De meeste anti-angiogenese medicijnen zijn ontworpen om de activiteit van een eiwit genaamd vasculaire endotheliale groeifactor (VEGF) te stoppen, dat de productie en het onderhoud van bloedvatcellen regelt. Veel gezonde cellen in het lichaam bezitten kleine hoeveelheden VEGF om wondgenezing te helpen en bestaande bloedvaten sterk te houden. Sommige soorten kankercellen produceren echter buitengewoon grote hoeveelheden VEGF die snelle ontwikkeling van nieuwe bloedvaten veroorzaken om de gastumor te voeden. VEGF-remmende geneesmiddelen voorkomen effectief dat VEGF bloedvatcellen instructies geeft om te repliceren.
Het meest populaire geneesmiddel tegen angiogenese, bevacizumab, werkt door VEGF te zoeken en direct aan het eiwit te binden. Nadat een binding is gevormd, kan VEGF niet communiceren met receptorsites op bloedvatcellen. Een ander medicijn, cetuximab, bereikt hetzelfde doel door de receptorplaats zelf te blokkeren in plaats van te combineren met een VEGF-eiwit. Lopend onderzoek bij biochemische bedrijven, farmaceutische bedrijven en ziekenhuizen is aan de gang om nieuwe manieren te ontwikkelen om VEGF te verstoren en tumorgroei te voorkomen.
De risico's op bijwerkingen met geneesmiddelen tegen angiogenese zijn laag, vooral in vergelijking met andere behandelingen tegen kanker. In tegenstelling tot chemotherapiemiddelen die het immuunsysteem beschadigen, hebben anti-angiogenese medicijnen zeer beperkte negatieve effecten buiten tumoren. Een patiënt kan tijdens de behandeling trage of ineffectieve wondgenezing ervaren.

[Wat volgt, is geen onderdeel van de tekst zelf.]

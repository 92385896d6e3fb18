//! Script verbs.
//!
//! The set of verbs is closed; [`CommandTable`] resolves a script word to a
//! [`Verb`] and runs its handler with the injected subject configuration.
mod cmp;
mod pcap;

use crate::config::SubjectConfig;
use crate::script::{CmdError, ExecutionContext, Pending};
use std::fs;

#[derive(Debug, Clone, Copy, PartialEq, Eq)]
pub enum Verb {
    Pcap,
    Skip,
    Cmp,
    Env,
    Cd,
}

const NAMES: [(&str, Verb); 7] = [
    ("pcap", Verb::Pcap),
    ("invoke-subject", Verb::Pcap),
    ("skip", Verb::Skip),
    ("cmp", Verb::Cmp),
    ("compare-files", Verb::Cmp),
    ("env", Verb::Env),
    ("cd", Verb::Cd),
];

impl Verb {
    pub fn lookup(name: &str) -> Option<Verb> {
        NAMES
            .iter()
            .find(|(candidate, _)| *candidate == name)
            .map(|(_, verb)| *verb)
    }

    pub fn name(self) -> &'static str {
        match self {
            Verb::Pcap => "pcap",
            Verb::Skip => "skip",
            Verb::Cmp => "cmp",
            Verb::Env => "env",
            Verb::Cd => "cd",
        }
    }

    pub fn usage(self) -> &'static str {
        match self {
            Verb::Pcap => "[-expect-fail] files...",
            Verb::Skip => "[msg]",
            Verb::Cmp => "file1 file2",
            Verb::Env => "[key=value...]",
            Verb::Cd => "dir",
        }
    }

    fn usage_error(self, reason: impl Into<String>) -> CmdError {
        CmdError::Usage {
            verb: self.name(),
            usage: self.usage(),
            reason: reason.into(),
        }
    }
}

/// Immutable verb table shared by every scenario in a run.
#[derive(Debug, Clone)]
pub struct CommandTable {
    subject: SubjectConfig,
}

impl CommandTable {
    pub fn new(subject: SubjectConfig) -> Self {
        Self { subject }
    }

    /// Run the handler for `name`; a returned [`Pending`] must be waited on.
    pub fn dispatch(
        &self,
        name: &str,
        ctx: &mut ExecutionContext<'_>,
        args: &[String],
    ) -> Result<Option<Pending>, CmdError> {
        let verb = Verb::lookup(name).ok_or_else(|| CmdError::Unknown(name.to_string()))?;
        match verb {
            Verb::Pcap => pcap::run(&self.subject, ctx, args).map(Some),
            Verb::Skip => skip(args).map(|()| None),
            Verb::Cmp => cmp::run(ctx, args).map(|()| None),
            Verb::Env => env(ctx, args).map(|()| None),
            Verb::Cd => cd(ctx, args).map(|()| None),
        }
    }
}

fn skip(args: &[String]) -> Result<(), CmdError> {
    match args {
        [] => Err(CmdError::Skip(String::new())),
        [reason] => Err(CmdError::Skip(reason.clone())),
        _ => Err(Verb::Skip.usage_error("too many arguments")),
    }
}

fn env(ctx: &mut ExecutionContext<'_>, args: &[String]) -> Result<(), CmdError> {
    if args.is_empty() {
        let listing: Vec<String> = ctx
            .env()
            .iter()
            .map(|(key, value)| format!("{key}={value}"))
            .collect();
        for line in listing {
            ctx.log(&line);
        }
        return Ok(());
    }
    let mut assignments = Vec::with_capacity(args.len());
    for arg in args {
        match arg.split_once('=') {
            Some((key, value)) if !key.is_empty() => assignments.push((key, value)),
            _ => return Err(Verb::Env.usage_error(format!("expected key=value, got {arg:?}"))),
        }
    }
    for (key, value) in assignments {
        ctx.env_mut().set(key, value);
    }
    Ok(())
}

fn cd(ctx: &mut ExecutionContext<'_>, args: &[String]) -> Result<(), CmdError> {
    let [dir] = args else {
        return Err(Verb::Cd.usage_error("expected exactly one directory"));
    };
    let target = ctx.resolve(dir);
    let resolved = fs::canonicalize(&target)
        .map_err(|err| anyhow::anyhow!("directory {dir} not found: {err}"))?;
    let root = fs::canonicalize(ctx.root())
        .map_err(|err| anyhow::anyhow!("resolve sandbox root: {err}"))?;
    if !resolved.starts_with(&root) {
        return Err(anyhow::anyhow!("directory {dir} is outside the sandbox").into());
    }
    if !resolved.is_dir() {
        return Err(anyhow::anyhow!("{dir} is not a directory").into());
    }
    ctx.set_cwd(resolved);
    Ok(())
}
use super::*;
use crate::test_support::FakeInstall;
use std::time::{Duration, Instant};

fn run(install: &FakeInstall, files: &[(&str, &str)], body: &str) -> (Outcome, String) {
    run_with(install, files, body, CancelToken::default())
}

fn run_with(
    install: &FakeInstall,
    files: &[(&str, &str)],
    body: &str,
    cancel: CancelToken,
) -> (Outcome, String) {
    let sandbox = install.sandbox(files);
    let table = CommandTable::new(install.subject());
    let mut ctx = ExecutionContext::new("demo", &sandbox, cancel);
    let outcome = execute(body, &mut ctx, &table);
    (outcome, ctx.into_log())
}

#[test]
fn lone_skip_is_skipped_with_reason() {
    let install = FakeInstall::new();
    let (outcome, log) = run(&install, &[], "skip flaky-on-ci\ncmp missing other\n");
    assert_eq!(
        outcome,
        Outcome::Skipped {
            reason: "flaky-on-ci".to_string()
        }
    );
    assert!(!log.contains("> cmp"), "{log}");
}

#[test]
fn comments_only_script_passes() {
    let install = FakeInstall::new();
    let (outcome, log) = run(&install, &[], "# nothing to do\n\n");
    assert_eq!(outcome, Outcome::Passed);
    assert!(log.is_empty());
}

#[test]
fn cmp_identical_and_differing_files() {
    let install = FakeInstall::new();
    let files = [("a.txt", "same\n"), ("b.txt", "same\n"), ("c.txt", "other\n")];
    let (outcome, _) = run(&install, &files, "cmp a.txt a.txt\ncompare-files a.txt b.txt\n");
    assert_eq!(outcome, Outcome::Passed);

    let (outcome, log) = run(&install, &files, "cmp a.txt c.txt\nskip never\n");
    assert_eq!(
        outcome,
        Outcome::failed("demo:1: cmp: files a.txt and c.txt differ")
    );
    assert!(!log.contains("> skip"), "{log}");
}

#[test]
fn cmp_reports_unreadable_file() {
    let install = FakeInstall::new();
    let (outcome, _) = run(&install, &[("a.txt", "x")], "cmp a.txt nope.txt\n");
    let Outcome::Failed { diagnostic } = outcome else {
        panic!("expected failure, got {outcome:?}");
    };
    assert!(diagnostic.starts_with("demo:1: cmp: reading nope.txt: "), "{diagnostic}");
}

#[test]
fn usage_errors_name_the_usage() {
    let install = FakeInstall::new();
    let (outcome, _) = run(&install, &[], "cmp only-one\n");
    assert_eq!(
        outcome,
        Outcome::failed("demo:1: cmp: expected 2 files, got 1; usage: cmp file1 file2")
    );
}

#[test]
fn unknown_verb_stops_execution() {
    let install = FakeInstall::new();
    let (outcome, log) = run(&install, &[], "\nfrob x\nskip later\n");
    assert_eq!(outcome, Outcome::failed("demo:2: frob: unknown command \"frob\""));
    assert!(log.contains("FAIL: demo:2: frob"), "{log}");
}

#[test]
fn quoting_error_fails_before_any_line_runs() {
    let install = FakeInstall::new();
    let (outcome, log) = run(&install, &[], "skip first\ncmp 'open\n");
    assert!(
        matches!(&outcome, Outcome::Failed { diagnostic } if diagnostic.starts_with("demo:2: ")),
        "{outcome:?}"
    );
    assert!(log.is_empty());
}

#[test]
fn pcap_passes_and_logs_subject_output() {
    let install = FakeInstall::new();
    let (outcome, log) = run(
        &install,
        &[("cfg.lua", "ips = {}\n"), ("capture.pcap", "pcap")],
        "pcap capture.pcap\n",
    );
    assert_eq!(outcome, Outcome::Passed, "{log}");
    assert!(log.starts_with("> pcap capture.pcap\n[stdout]\n"), "{log}");
    assert!(log.contains("arg: --plugin-path\n"), "{log}");
    assert!(log.contains("arg: capture.pcap\n"), "{log}");
    assert!(log.contains("[stderr]\npreload: none\n"), "{log}");
}

#[test]
fn expect_fail_judges_exit_status_only() {
    let install = FakeInstall::new();
    let files = [("capture.pcap", "pcap")];

    let (outcome, _) = run(&install, &files, "pcap -expect-fail capture.pcap\n");
    assert_eq!(
        outcome,
        Outcome::failed("demo:1: pcap: expected failure did not occur")
    );

    let (outcome, _) = run(
        &install,
        &files,
        "env SUBJECT_EXIT=3\ninvoke-subject --expect-fail capture.pcap\n",
    );
    assert_eq!(outcome, Outcome::Passed);

    let (outcome, _) = run(&install, &files, "env SUBJECT_EXIT=3\npcap capture.pcap\n");
    assert_eq!(outcome, Outcome::failed("demo:2: pcap: subject exited with 3"));
}

#[test]
fn variables_expand_in_arguments() {
    let install = FakeInstall::new();
    let (outcome, log) = run(
        &install,
        &[("a.txt", "x")],
        "env COPY=a.txt\ncmp $WORK/a.txt ${COPY}\n",
    );
    assert_eq!(outcome, Outcome::Passed, "{log}");
}

#[test]
fn env_without_arguments_lists_into_log() {
    let install = FakeInstall::new();
    let (outcome, log) = run(&install, &[], "env\n");
    assert_eq!(outcome, Outcome::Passed);
    assert!(log.contains("\nWORK="), "{log}");
    assert!(log.contains("\nmoddir="), "{log}");

    let (outcome, _) = run(&install, &[], "env NOEQUALS\n");
    assert!(outcome.is_failed());
}

#[test]
fn cd_stays_inside_the_sandbox() {
    let install = FakeInstall::new();
    let files = [("sub/a.txt", "x"), ("a.txt", "x")];
    let (outcome, log) = run(&install, &files, "cd sub\ncmp a.txt ../a.txt\n");
    assert_eq!(outcome, Outcome::Passed, "{log}");

    let (outcome, _) = run(&install, &files, "cd ..\n");
    assert!(
        matches!(&outcome, Outcome::Failed { diagnostic } if diagnostic.contains("outside the sandbox")),
        "{outcome:?}"
    );
    let (outcome, _) = run(&install, &files, "cd a.txt\n");
    assert!(outcome.is_failed());
}

#[test]
fn timeout_cancels_a_running_subject() {
    let install = FakeInstall::new();
    let started = Instant::now();
    let (outcome, _) = run_with(
        &install,
        &[("capture.pcap", "pcap")],
        "env SUBJECT_SLEEP=30\npcap capture.pcap\nskip unreachable\n",
        CancelToken::with_timeout(Duration::from_millis(300)),
    );
    assert_eq!(outcome, Outcome::failed("cancelled"));
    assert!(started.elapsed() < Duration::from_secs(10));
}

#[test]
fn cancelled_token_stops_before_first_line() {
    let install = FakeInstall::new();
    let cancel = CancelToken::default();
    cancel.cancel();
    let (outcome, log) = run_with(&install, &[], "skip never\n", cancel);
    assert_eq!(outcome, Outcome::failed("cancelled"));
    assert!(log.is_empty());
}

#[test]
fn same_archive_twice_gives_same_outcome() {
    let install = FakeInstall::new();
    let files = [("a.txt", "1"), ("b.txt", "2")];
    let first = run(&install, &files, "cmp a.txt b.txt\n").0;
    let second = run(&install, &files, "cmp a.txt b.txt\n").0;
    assert_eq!(first, second);
}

Bloeden in de maag of darmen is mogelijk, vooral bij mensen die al ernstige spijsverteringsstoornissen of bloedingscomplicaties hebben. Sommige patiënten ervaren ook plotselinge stijgingen van de bloeddruk die in zeldzame omstandigheden ernstige problemen kunnen worden.
Klinische studies en daadwerkelijke behandelingsinspanningen suggereren dat anti-angiogenese medicijnen het beste werken wanneer ze worden gebruikt in combinatie met andere kankerbestrijdende therapieën. Zodra de bloedtoevoer van een tumor aanzienlijk is uitgeput, kunnen chemotherapie en bestraling effectiever zijn bij het krimpen. Met voortdurend onderzoek hopen professionals anti-angiogenese te integreren in een standaard behandelingsschema voor veel verschillende soorten kanker.